When an organization as a whole or a subunit goes thru a lessons learned process after a major failure, Organization Development can bring meaningful value, both in designing the exercise and facilitating it, when appropriate.

Herein I shall describe several of the flaws and frequent faults of lessons learned, with the hope that my accrued experience will be of value to the OD practitioner who wants to dip his or even her toes into this water.

Flaw #1: Hidden Agendas

In lessons learned, the big turd on the table is who will get most of the blame. Organizations produce blame, and this blame needs to be parked somewhere. Generally, blame is parked at the politically weakest place. Lessons learned is not about blaming, but learning. While the stated agenda may be learning  there is always another agenda. Very few people will “just” have learning on their mind. There are hidden agendas.

Steve is VP R&D. He committed to an impossible delivery date and failed to deliver. Steve will blame Recruitment’s ability to hire new engineers in the lessons learned process.

 

Flaw #2: Blaming Process

Lessons learned often surfaces conclusions like “there was deviation from process” in order to “explain away” a major failure. Much process is made of “cover your ass” material, and should not be evoked in lessons learned unless very appropriate. People often don’t follow process because the process is useless, time consuming or irrelevant. So invoking process in lessons learned can be a lesson in futility.

Flaw #3: Put on clean underwear; don’t flip them and wear again

The people who do lessons learned are often the same people who made the mistakes. Thus, lessons learned will also express their weakness and limitations. Incompetence easily seeps into the lessons learned exercise. Or as my Dad used to say, “you cannot look up your own nostrils”. (Actually he said something much cruder).

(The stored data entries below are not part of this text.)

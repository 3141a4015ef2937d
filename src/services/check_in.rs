use chrono::{DateTime, Duration, Utc};
use ring::rand::{SecureRandom, SystemRandom};
use sqlx::{Sqlite, SqlitePool};
use url::Url;
use uuid::Uuid;

use crate::error::{AppError, Result};
use crate::models::check_in_token::{CheckInToken, CreateCheckInTokenData, TokenStatus};

const TOKEN_BYTES: usize = 32;

pub const MIN_TTL_SECONDS: i64 = 1;
pub const MAX_TTL_SECONDS: i64 = 24 * 60 * 60;

#[derive(Debug, Clone)]
pub struct CheckInSettings {
    pub default_ttl: Duration,
    pub single_use: bool,
    pub base_url: String,
}

/// 32 random bytes, hex encoded
pub fn generate_token_value() -> Result<String> {
    let mut bytes = [0u8; TOKEN_BYTES];
    SystemRandom::new()
        .fill(&mut bytes)
        .map_err(|_| AppError::Internal(anyhow::anyhow!("Failed to generate check-in token")))?;

    Ok(hex::encode(bytes))
}

/// Builds `<base>/presenca_aluno/<token>`, the payload encoded in the QR code.
pub fn check_in_url(base_url: &str, token: &str) -> Result<Url> {
    let mut url = Url::parse(base_url)
        .map_err(|e| AppError::Internal(anyhow::anyhow!("Invalid check-in base URL: {e}")))?;

    url.path_segments_mut()
        .map_err(|_| AppError::Internal(anyhow::anyhow!("Check-in base URL cannot be a base")))?
        .pop_if_empty()
        .push("presenca_aluno")
        .push(token);

    Ok(url)
}

fn ttl_out_of_bounds() -> AppError {
    AppError::Validation(format!(
        "Check-in token lifetime must be between {} and {} seconds",
        MIN_TTL_SECONDS, MAX_TTL_SECONDS
    ))
}

/// Converts a client-supplied lifetime, rejecting it before it can overflow.
pub fn ttl_from_seconds(seconds: i64) -> Result<Duration> {
    if !(MIN_TTL_SECONDS..=MAX_TTL_SECONDS).contains(&seconds) {
        return Err(ttl_out_of_bounds());
    }
    Duration::try_seconds(seconds).ok_or_else(ttl_out_of_bounds)
}

pub async fn issue(
    pool: &SqlitePool,
    teacher_id: Uuid,
    ttl: Option<Duration>,
    settings: &CheckInSettings,
) -> Result<CheckInToken> {
    let ttl = ttl.unwrap_or(settings.default_ttl);
    if ttl < Duration::seconds(MIN_TTL_SECONDS) || ttl > Duration::seconds(MAX_TTL_SECONDS) {
        return Err(ttl_out_of_bounds());
    }

    let issued_at = Utc::now();
    let token = CheckInToken::create(
        pool,
        CreateCheckInTokenData {
            token: generate_token_value()?,
            teacher_id,
            issued_at,
            expires_at: issued_at + ttl,
        },
    )
    .await?;

    tracing::info!(
        teacher_id = %teacher_id,
        expires_at = %token.expires_at,
        "Check-in token issued"
    );

    Ok(token)
}

/// Returns the teacher's newest live token if at least half of the default
/// lifetime remains on it, otherwise issues a new one.
pub async fn current_or_issue(
    pool: &SqlitePool,
    teacher_id: Uuid,
    settings: &CheckInSettings,
) -> Result<CheckInToken> {
    let live_until = Utc::now() + settings.default_ttl / 2;
    if let Some(token) =
        CheckInToken::find_latest_live(pool, teacher_id, live_until, settings.single_use).await?
    {
        return Ok(token);
    }

    issue(pool, teacher_id, None, settings).await
}

/// Validates a token and returns the teacher whose roster it is scoped to.
///
/// Does not touch the roster.
pub async fn redeem<'e, E>(
    executor: E,
    token_value: &str,
    single_use: bool,
    now: DateTime<Utc>,
) -> Result<Uuid>
where
    E: sqlx::Executor<'e, Database = Sqlite>,
{
    let token = CheckInToken::find(executor, token_value)
        .await?
        .ok_or(AppError::InvalidToken)?;

    match token.status(now, single_use) {
        TokenStatus::Active => Ok(token.teacher_id),
        TokenStatus::Expired => Err(AppError::Expired),
        TokenStatus::Revoked | TokenStatus::Consumed => Err(AppError::InvalidToken),
    }
}

/// Revokes a token. Tokens of other teachers are reported as not found.
pub async fn revoke(pool: &SqlitePool, teacher_id: Uuid, token_value: &str) -> Result<()> {
    if !CheckInToken::revoke(pool, token_value, teacher_id, Utc::now()).await? {
        return Err(AppError::NotFound("Check-in token not found".to_string()));
    }

    tracing::info!(teacher_id = %teacher_id, "Check-in token revoked");

    Ok(())
}

/// Loads a token only if `teacher_id` issued it
pub async fn find_owned(
    pool: &SqlitePool,
    teacher_id: Uuid,
    token_value: &str,
) -> Result<CheckInToken> {
    CheckInToken::find(pool, token_value)
        .await?
        .filter(|token| token.teacher_id == teacher_id)
        .ok_or_else(|| AppError::NotFound("Check-in token not found".to_string()))
}
// Services module - Business logic

pub mod attendance;
pub mod bearer;
pub mod check_in;
pub mod identity;
pub mod password;
pub mod qr_generator;
pub mod roster;
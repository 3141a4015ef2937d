use chrono::{DateTime, Utc};
use serde::{Deserialize, Serialize};
use sqlx::{FromRow, SqlitePool};
use uuid::Uuid;

#[derive(Debug, Clone, Copy, PartialEq, Eq, Serialize, Deserialize, sqlx::Type)]
#[serde(rename_all = "lowercase")]
#[sqlx(rename_all = "lowercase")]
pub enum Role {
    Student,
    Teacher,
}

#[derive(Debug, Clone, Serialize, FromRow)]
pub struct User {
    pub id: Uuid,
    pub display_name: String,
    pub registration_number: String,
    pub email: String,
    #[serde(skip_serializing)]
    pub password_hash: String,
    pub role: Role,
    pub created_at: DateTime<Utc>,
}

#[derive(Debug, Clone)]
pub struct CreateUserData {
    pub display_name: String,
    pub registration_number: String,
    pub email: String,
    pub password_hash: String,
    pub role: Role,
}

impl User {
    pub fn is_teacher(&self) -> bool {
        self.role == Role::Teacher
    }

    /// Creates a new user record
    pub async fn create(pool: &SqlitePool, data: CreateUserData) -> Result<Self, sqlx::Error> {
        let user = sqlx::query_as::<_, Self>(
            r#"
            INSERT INTO users (id, display_name, registration_number, email, password_hash, role, created_at)
            VALUES (?, ?, ?, ?, ?, ?, ?)
            RETURNING *
            "#,
        )
        .bind(Uuid::new_v4())
        .bind(&data.display_name)
        .bind(&data.registration_number)
        .bind(&data.email)
        .bind(&data.password_hash)
        .bind(data.role)
        .bind(Utc::now())
        .fetch_one(pool)
        .await?;

        Ok(user)
    }

    pub async fn find_by_id(pool: &SqlitePool, id: Uuid) -> Result<Option<Self>, sqlx::Error> {
        sqlx::query_as::<_, Self>("SELECT * FROM users WHERE id = ?")
            .bind(id)
            .fetch_optional(pool)
            .await
    }

    pub async fn find_by_registration_number(
        pool: &SqlitePool,
        registration_number: &str,
    ) -> Result<Option<Self>, sqlx::Error> {
        sqlx::query_as::<_, Self>("SELECT * FROM users WHERE registration_number = ?")
            .bind(registration_number)
            .fetch_optional(pool)
            .await
    }
}
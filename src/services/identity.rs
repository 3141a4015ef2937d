use chrono::{DateTime, Duration, Utc};
use secrecy::{ExposeSecret, Secret};
use sqlx::SqlitePool;
use std::num::NonZeroU32;

use crate::error::{AppError, Result};
use crate::models::user::{CreateUserData, Role, User};
use crate::services::{bearer, password};

#[derive(Debug, Clone)]
pub struct IdentitySettings {
    pub token_secret: Secret<String>,
    pub token_ttl: Duration,
    pub password_iterations: NonZeroU32,
}

#[derive(Debug, Clone)]
pub struct Registration {
    pub display_name: String,
    pub registration_number: String,
    pub email: String,
    pub password: String,
    pub role: Role,
}

/// Result of a successful login
#[derive(Debug, Clone)]
pub struct Authenticated {
    pub token: String,
    pub expires_at: DateTime<Utc>,
    pub user: User,
}

fn required(field: &str, value: &str) -> Result<String> {
    let value = value.trim();
    if value.is_empty() {
        return Err(AppError::Validation(format!("{} is required", field)));
    }
    Ok(value.to_string())
}

pub async fn register(
    pool: &SqlitePool,
    settings: &IdentitySettings,
    registration: Registration,
) -> Result<User> {
    let display_name = required("name", &registration.display_name)?;
    let registration_number = required("registration number", &registration.registration_number)?;
    let email = required("email", &registration.email)?;
    if registration.password.is_empty() {
        return Err(AppError::Validation("password is required".to_string()));
    }

    if User::find_by_registration_number(pool, &registration_number)
        .await?
        .is_some()
    {
        return Err(AppError::DuplicateRegistration(format!(
            "Registration number {} is already registered",
            registration_number
        )));
    }

    let password_hash = password::hash_password(&registration.password, settings.password_iterations)
        .map_err(|e| AppError::Internal(e.into()))?;

    let user = User::create(
        pool,
        CreateUserData {
            display_name,
            registration_number,
            email,
            password_hash,
            role: registration.role,
        },
    )
    .await
    .map_err(|e| match e {
        sqlx::Error::Database(ref db) if db.is_unique_violation() => {
            AppError::DuplicateRegistration(
                "Registration number or email is already registered".to_string(),
            )
        }
        other => AppError::Database(other),
    })?;

    tracing::info!(user_id = %user.id, role = ?user.role, "User registered");

    Ok(user)
}

pub fn issue_bearer_token(settings: &IdentitySettings, user: &User) -> Result<Authenticated> {
    let now = Utc::now();
    let claims = bearer::Claims::for_user(user, now, settings.token_ttl);
    let token = bearer::sign(&claims, settings.token_secret.expose_secret().as_bytes())
        .map_err(|e| AppError::Internal(e.into()))?;

    Ok(Authenticated {
        token,
        expires_at: now + settings.token_ttl,
        user: user.clone(),
    })
}

pub async fn authenticate(
    pool: &SqlitePool,
    settings: &IdentitySettings,
    registration_number: &str,
    secret: &str,
) -> Result<Authenticated> {
    let Some(user) = User::find_by_registration_number(pool, registration_number.trim()).await?
    else {
        password::dummy_verify(secret, settings.password_iterations);
        tracing::info!("Login attempt for unknown registration number");
        return Err(AppError::InvalidCredentials);
    };

    let valid = password::verify_password(secret, &user.password_hash).map_err(|e| {
        tracing::error!(user_id = %user.id, error = %e, "Stored password hash unreadable");
        AppError::InvalidCredentials
    })?;

    if !valid {
        tracing::info!(user_id = %user.id, "Login attempt with wrong password");
        return Err(AppError::InvalidCredentials);
    }

    issue_bearer_token(settings, &user)
}

/// Validates a bearer token and loads the user it names.
pub async fn resolve(pool: &SqlitePool, settings: &IdentitySettings, token: &str) -> Result<User> {
    let claims = bearer::verify(
        token,
        settings.token_secret.expose_secret().as_bytes(),
        Utc::now(),
    )
    .map_err(|e| {
        tracing::debug!(error = %e, "Bearer token rejected");
        AppError::Unauthorized
    })?;

    User::find_by_id(pool, claims.sub)
        .await?
        .ok_or(AppError::Unauthorized)
}
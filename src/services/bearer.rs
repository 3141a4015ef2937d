//! Stateless bearer tokens.
//!
//! Format: `base64url(claims JSON) "." base64url(HMAC-SHA256(claims part))`.
//! Tokens are not individually revocable; they die at `exp`.

use base64::{engine::general_purpose::URL_SAFE_NO_PAD, Engine as _};
use chrono::{DateTime, Utc};
use ring::hmac;
use serde::{Deserialize, Serialize};
use uuid::Uuid;

use crate::models::user::{Role, User};

#[derive(thiserror::Error, Debug, PartialEq)]
pub enum BearerError {
    #[error("Malformed token")]
    Malformed,

    #[error("Bad token signature")]
    BadSignature,

    #[error("Token expired")]
    Expired,

    #[error("Claims serialization failed")]
    Serialization,
}

#[derive(Debug, Clone, PartialEq, Serialize, Deserialize)]
pub struct Claims {
    pub sub: Uuid,
    pub role: Role,
    pub name: String,
    pub reg: String,
    pub iat: i64,
    pub exp: i64,
}

impl Claims {
    pub fn for_user(user: &User, issued_at: DateTime<Utc>, ttl: chrono::Duration) -> Self {
        Self {
            sub: user.id,
            role: user.role,
            name: user.display_name.clone(),
            reg: user.registration_number.clone(),
            iat: issued_at.timestamp(),
            exp: (issued_at + ttl).timestamp(),
        }
    }
}

pub fn sign(claims: &Claims, secret: &[u8]) -> Result<String, BearerError> {
    let payload = serde_json::to_vec(claims).map_err(|_| BearerError::Serialization)?;
    let payload = URL_SAFE_NO_PAD.encode(payload);

    let key = hmac::Key::new(hmac::HMAC_SHA256, secret);
    let tag = hmac::sign(&key, payload.as_bytes());

    Ok(format!("{}.{}", payload, URL_SAFE_NO_PAD.encode(tag.as_ref())))
}

/// Verifies signature first, then expiry.
pub fn verify(token: &str, secret: &[u8], now: DateTime<Utc>) -> Result<Claims, BearerError> {
    let (payload, signature) = token.split_once('.').ok_or(BearerError::Malformed)?;
    let signature = URL_SAFE_NO_PAD
        .decode(signature)
        .map_err(|_| BearerError::Malformed)?;

    let key = hmac::Key::new(hmac::HMAC_SHA256, secret);
    hmac::verify(&key, payload.as_bytes(), &signature).map_err(|_| BearerError::BadSignature)?;

    let payload = URL_SAFE_NO_PAD
        .decode(payload)
        .map_err(|_| BearerError::Malformed)?;
    let claims: Claims = serde_json::from_slice(&payload).map_err(|_| BearerError::Malformed)?;

    if claims.exp <= now.timestamp() {
        return Err(BearerError::Expired);
    }

    Ok(claims)
}

#[cfg(test)]
mod tests {
    use super::*;
    use chrono::Duration;

    fn claims(now: DateTime<Utc>) -> Claims {
        Claims {
            sub: Uuid::new_v4(),
            role: Role::Teacher,
            name: "Ana".to_string(),
            reg: "T-001".to_string(),
            iat: now.timestamp(),
            exp: (now + Duration::hours(24)).timestamp(),
        }
    }

    #[test]
    fn test_valid_token_verifies() {
        let now = Utc::now();
        let claims = claims(now);
        let token = sign(&claims, b"secret").unwrap();

        assert_eq!(verify(&token, b"secret", now).unwrap(), claims);
    }

    #[test]
    fn test_wrong_secret_rejected() {
        let now = Utc::now();
        let token = sign(&claims(now), b"secret").unwrap();

        assert_eq!(
            verify(&token, b"other", now),
            Err(BearerError::BadSignature)
        );
    }

    #[test]
    fn test_tampered_payload_rejected() {
        let now = Utc::now();
        let token = sign(&claims(now), b"secret").unwrap();
        let (_, signature) = token.split_once('.').unwrap();

        let mut forged = claims(now);
        forged.role = Role::Student;
        let forged_payload = URL_SAFE_NO_PAD.encode(serde_json::to_vec(&forged).unwrap());
        let forged_token = format!("{}.{}", forged_payload, signature);

        assert_eq!(
            verify(&forged_token, b"secret", now),
            Err(BearerError::BadSignature)
        );
    }

    #[test]
    fn test_expired_token_rejected() {
        let now = Utc::now();
        let token = sign(&claims(now), b"secret").unwrap();

        assert_eq!(
            verify(&token, b"secret", now + Duration::hours(25)),
            Err(BearerError::Expired)
        );
    }

    #[test]
    fn test_garbage_rejected() {
        let now = Utc::now();
        assert_eq!(verify("no-dot", b"secret", now), Err(BearerError::Malformed));
        assert_eq!(verify("a.!!!", b"secret", now), Err(BearerError::Malformed));
    }
}
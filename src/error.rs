use axum::{
    http::StatusCode,
    response::{IntoResponse, Response},
    Json,
};
use serde_json::json;
use thiserror::Error;

#[derive(Error, Debug)]
pub enum AppError {
    #[error("Unauthorized, please log in again")]
    Unauthorized,

    #[error("Invalid registration number or password")]
    InvalidCredentials,

    #[error("{0}")]
    Forbidden(String),

    #[error("{0}")]
    DuplicateRegistration(String),

    #[error("{0}")]
    AlreadyEnrolled(String),

    #[error("{0}")]
    NotFound(String),

    #[error("Invalid check-in token")]
    InvalidToken,

    #[error("Check-in token expired")]
    Expired,

    #[error("{0}")]
    Validation(String),

    #[error("Database error: {0}")]
    Database(#[from] sqlx::Error),

    #[error("Internal server error")]
    Internal(#[from] anyhow::Error),
}

impl AppError {
    /// Stable machine-readable name of the error kind.
    pub fn code(&self) -> &'static str {
        match self {
            AppError::Unauthorized => "unauthorized",
            AppError::InvalidCredentials => "invalid_credentials",
            AppError::Forbidden(_) => "forbidden",
            AppError::DuplicateRegistration(_) => "duplicate_registration",
            AppError::AlreadyEnrolled(_) => "already_enrolled",
            AppError::NotFound(_) => "not_found",
            AppError::InvalidToken => "invalid_token",
            AppError::Expired => "expired",
            AppError::Validation(_) => "validation_error",
            AppError::Database(_) => "database_error",
            AppError::Internal(_) => "internal_error",
        }
    }

    pub fn status(&self) -> StatusCode {
        match self {
            AppError::Unauthorized | AppError::InvalidCredentials => StatusCode::UNAUTHORIZED,
            AppError::Forbidden(_) => StatusCode::FORBIDDEN,
            AppError::DuplicateRegistration(_) | AppError::AlreadyEnrolled(_) => {
                StatusCode::CONFLICT
            }
            AppError::NotFound(_) => StatusCode::NOT_FOUND,
            AppError::InvalidToken | AppError::Validation(_) => StatusCode::BAD_REQUEST,
            AppError::Expired => StatusCode::GONE,
            AppError::Database(_) | AppError::Internal(_) => StatusCode::INTERNAL_SERVER_ERROR,
        }
    }
}

impl IntoResponse for AppError {
    fn into_response(self) -> Response {
        let status = self.status();

        let message = match &self {
            AppError::Database(e) => {
                tracing::error!(error = %e, "Database error");
                "Database error".to_string()
            }
            AppError::Internal(e) => {
                tracing::error!(error = ?e, "Internal error");
                "Internal server error".to_string()
            }
            other => other.to_string(),
        };

        let body = Json(json!({
            "error": message,
            "code": self.code(),
        }));

        (status, body).into_response()
    }
}

pub type Result<T> = std::result::Result<T, AppError>;
use axum::{extract::State, routing::get, Json, Router};
use serde::Serialize;

use crate::api::auth::UserView;
use crate::api::check_in::IssuedToken;
use crate::api::middleware::state::AppState;
use crate::error::{AppError, Result};
use crate::models::User;
use crate::services::attendance::{self, Caller};

#[derive(Debug, Serialize)]
#[serde(rename_all = "camelCase")]
pub struct ProfileResponse {
    pub user: UserView,
    #[serde(flatten)]
    pub check_in: Option<IssuedToken>,
}

/// Profile of the caller. Teachers also get their current check-in token so
/// the client can show its QR code straight away; repeated calls reuse it.
async fn me(State(state): State<AppState>, caller: Caller) -> Result<Json<ProfileResponse>> {
    let user = User::find_by_id(&state.pool, caller.user_id)
        .await?
        .ok_or(AppError::Unauthorized)?;

    let check_in = if caller.is_teacher() {
        let token =
            attendance::current_check_in_token(&state.pool, &caller, &state.check_in).await?;
        Some(IssuedToken::new(token, &state.check_in.base_url)?)
    } else {
        None
    };

    Ok(Json(ProfileResponse {
        user: UserView::from(&user),
        check_in,
    }))
}

pub fn router() -> Router<AppState> {
    Router::new().route("/user/me", get(me))
}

Flaw #4: Often the flaw is untreatable

When an organization exists because of risk taking, you win a few and you lose a few. It makes no sense to debrief a loss, since it’s parts of a basically unchangeable so called genetic code.  In such a case, it makes sense to focus on secondary or tactical flaws, such as “why were we SO surprised when we failed”.

Flaw #5: Genetic, built-in frequently occurring flaws

One needs to factor in and try to mitigate genetic flaws in the lessons learned process. Sales and engineering blame one another; so will Finance and HR. Armies will blame government’s unclear goals, and government will claim that armies don’t use enough force. These patterns are trite & must be cleansed as much as possible, focusing on facts and not on stereotypes.